Sete pessoas morreram nas praias portuguesas entre 01 de maio e 30 de setembro, de acordo com um balanço divulgado esta quinta-feira pela Autoridade Marítima Nacional.

Dos sete casos mortais, seis ocorreram em praias não vigiadas, nomeadamente no Dragão Vermelho (na Costa da Caparica, concelho de Almada), Bom Sucesso (Óbidos), Formosa (Vila do Porto), São Roque (Ponta Delgada), Pelames (Povoação) e zona de Casal Ventoso (Leiria).

A sétima morte ocorreu na praia fluvial vigiada da Foz do Lizandro, na Ericeira, em Mafra.
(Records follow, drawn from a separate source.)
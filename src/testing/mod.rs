//! Testing utilities for users of the workgraph library.
//!
//! This module provides helpers for exercising schedulers without writing
//! a full `Task` implementation:
//!
//! - [`ClosureTask`]: a task whose body is an async closure
//! - convenience constructors for no-op and always-failing tasks

use async_trait::async_trait;
use std::future::Future;
use std::pin::Pin;
use std::sync::Arc;

use crate::core::task::{Task, TaskError, TaskRecord};
use crate::core::types::TaskId;
use crate::scheduler::ExecutionContext;

type TaskFuture = Pin<Box<dyn Future<Output = Result<(), TaskError>> + Send>>;
type TaskBody = Box<dyn Fn(ExecutionContext) -> TaskFuture + Send + Sync>;

/// A task built from an async closure.
///
/// The closure receives a clone of the [`ExecutionContext`], so test
/// bodies can spawn sub-tasks and follow-on tasks just like production
/// ones.
///
/// # Example
///
/// ```ignore
/// use workgraph::testing::ClosureTask;
///
/// let task = ClosureTask::new("fan-out", |ctx| async move {
///     ctx.enqueue_sub_task(ClosureTask::noop("child"))?;
///     Ok(())
/// });
/// ```
pub struct ClosureTask {
    record: TaskRecord,
    body: TaskBody,
}

impl ClosureTask {
    /// Create a task that runs the given async closure.
    pub fn new<F, Fut>(name: impl Into<String>, body: F) -> Arc<Self>
    where
        F: Fn(ExecutionContext) -> Fut + Send + Sync + 'static,
        Fut: Future<Output = Result<(), TaskError>> + Send + 'static,
    {
        Arc::new(Self {
            record: TaskRecord::new(name),
            body: Box::new(move |ctx| Box::pin(body(ctx))),
        })
    }

    /// Create a closure task that must wait for the given dependencies.
    pub fn with_dependencies<F, Fut>(
        name: impl Into<String>,
        deps: Vec<TaskId>,
        body: F,
    ) -> Arc<Self>
    where
        F: Fn(ExecutionContext) -> Fut + Send + Sync + 'static,
        Fut: Future<Output = Result<(), TaskError>> + Send + 'static,
    {
        Arc::new(Self {
            record: TaskRecord::with_dependencies(name, deps),
            body: Box::new(move |ctx| Box::pin(body(ctx))),
        })
    }

    /// A task that succeeds without doing anything.
    pub fn noop(name: impl Into<String>) -> Arc<Self> {
        Self::new(name, |_ctx| async { Ok(()) })
    }

    /// A no-op task gated on the given dependencies.
    pub fn noop_with_dependencies(name: impl Into<String>, deps: Vec<TaskId>) -> Arc<Self> {
        Self::with_dependencies(name, deps, |_ctx| async { Ok(()) })
    }

    /// A task that always fails.
    pub fn failing(name: impl Into<String>) -> Arc<Self> {
        let label = "deliberate test failure".to_string();
        Self::new(name, move |_ctx| {
            let label = label.clone();
            async move { Err(TaskError::ExecutionFailed(label)) }
        })
    }
}

#[async_trait]
impl Task for ClosureTask {
    fn record(&self) -> &TaskRecord {
        &self.record
    }

    async fn execute(&self, ctx: &ExecutionContext) -> Result<(), TaskError> {
        (self.body)(ctx.clone()).await
    }
}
Segundo o comunicado da Autoridade Marítima Nacional, entre maio e setembro os nadadores-salvadores realizaram 563 intervenções nas praias vigiadas e 781 nas praias não concessionadas contempladas por sistemas de vigilância que não abrangem todo o dia.

Foram ainda prestadas 905 assistências de primeiros socorros e 102 buscas com sucesso a crianças perdidas na praia.

Nos projetos de responsabilidade social que a Autoridade Marítima Nacional tem com vários parceiros, indicou, os elementos destacados nas 28 carrinhas oferecidas para patrulhamento das praias não vigiadas realizaram 595 intervenções, 742 assistências de primeiros socorros e 62 buscas com sucesso a crianças perdidas.

No âmbito do Projeto Fundação Vodafone, que ofereceu quatro motos de água, foram realizados 13 salvamentos marítimos.

O mesmo projeto ofereceu também 14 motos 4x4, que participaram em 126 intervenções, 583 assistências de primeiros socorros e 39 buscas a crianças.